Study and application of ammonium-zinc-cadmium-hydroxylamine hydrochloride conversion method for testing nitrate nitrogen isotopes

Studying the geochemical behavior of nitrogen is of great significance for understanding and predicting the structure and function of ecosystems. Nitrate is one of the important forms of nitrogen, and the accurate identification and tracement of its source and transformation process are helpful in understanding the dynamics of the regional nitrogen cycle. Traditional sample pretreatment methods for isotope analysis of nitrate, such as ammonium distillation, ammonia diffusion, and ion exchange have problems such as large sample requirements, high pretreatment requirements, and limited applicability. In this study, zinc-cadmium was utilized to reduce nitrate to nitrite and hydroxylamine hydrochloride to N₂O further, and its nitrogen isotope composition was tested.
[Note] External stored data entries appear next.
// This Source Code Form is subject to the terms of the Mozilla Public
// License, v. 2.0. If a copy of the MPL was not distributed with this
// file, You can obtain one at https://mozilla.org/MPL/2.0/.

macro_rules! agent_log {
    ($log:ident, $level:ident, $msg:expr, $($args:expr),*; $($key:expr => $value:expr),*) => {
        slog::$level!($log,
            $msg, $($args),*;
            "component" => crate::COMPONENT_VPN_LOWER,
            "module" => crate::MOD_SYNC,
            "unit" => crate::UNIT_AGENT,
            $($key => $value),*
        )
    };
    ($log:ident, $level:ident, $msg:expr; $($key:expr => $value:expr),*) => {
        slog::$level!($log,
            $msg;
            "component" => crate::COMPONENT_VPN_LOWER,
            "module" => crate::MOD_SYNC,
            "unit" => crate::UNIT_AGENT,
            $($key => $value),*
        )
    };
    ($log:ident, $level:ident, $msg:expr) => {
        slog::$level!($log,
            $msg;
            "component" => crate::COMPONENT_VPN_LOWER,
            "module" => crate::MOD_SYNC,
            "unit" => crate::UNIT_AGENT
        )
    };
    ($log:ident, $level:ident, $msg:expr, $($args:expr),*) => {
        slog::$level!($log,
            $msg, $($args),*;
            "component" => crate::COMPONENT_VPN_LOWER,
            "module" => crate::MOD_SYNC,
            "unit" => crate::UNIT_AGENT,
        )
    };
}

macro_rules! sync_log {
    ($log:ident, $level:ident, $msg:expr, $($args:expr),*; $($key:expr => $value:expr),*) => {
        slog::$level!($log,
            $msg, $($args),*;
            "component" => crate::COMPONENT_VPN_LOWER,
            "module" => crate::MOD_SYNC,
            "unit" => crate::UNIT_EVENT_LOOP,
            $($key => $value),*
        )
    };
    ($log:ident, $level:ident, $msg:expr; $($key:expr => $value:expr),*) => {
        slog::$level!($log,
            $msg;
            "component" => crate::COMPONENT_VPN_LOWER,
            "module" => crate::MOD_SYNC,
            "unit" => crate::UNIT_EVENT_LOOP,
            $($key => $value),*
        )
    };
    ($log:ident, $level:ident, $msg:expr) => {
        slog::$level!($log,
            $msg;
            "component" => crate::COMPONENT_VPN_LOWER,
            "module" => crate::MOD_SYNC,
            "unit" => crate::UNIT_EVENT_LOOP
        )
    };
    ($log:ident, $level:ident, $msg:expr, $($args:expr),*) => {
        slog::$level!($log,
            $msg, $($args),*;
            "component" => crate::COMPONENT_VPN_LOWER,
            "module" => crate::MOD_SYNC,
            "unit" => crate::UNIT_EVENT_LOOP,
        )
    };
}

pub(crate) use {agent_log, sync_log};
By testing the nitrogen isotopes of nitrate standard samples, the key indexes of the method, such as experimental conditions, conversion rate, precision and accuracy, were determined, and the calibration curves of nitrogen isotopes of different abundances were established. The experimental results showed that the conversion rates of nitrate were more than 90% when the ratio of NH₂OH to NO₃⁻ was larger than 4∶1 and the reaction temperatures were in the range of 37～42 ℃. The standard deviations of the nitrogen isotope measurements of different nitrate concentrations after blank correction were 0.21‰. The slopes of the calibration curve of nitrate nitrogen isotope specimens of five abundances after deducting the blanks were 0.481, and the correlation coefficients were 0.999, which showed good correlation, indicating that there was almost no nitrogen isotope fractionation during the conversion process. Results of nitrate nitrogen isotope tests in tap water, river water, and seawater showed that the standard deviations were 0.49‰, 0.45‰, and 0.56‰, respectively (n=5). The method utilizes hydroxylamine hydrochloride to replace the highly toxic and explosive sodium azide reagent, which is more environmentally friendly, and at the same time performs excellently in terms of precision and accuracy, which can meet the testing requirements for the isotopic analysis of nitrate nitrogen in different types of environmental water samples.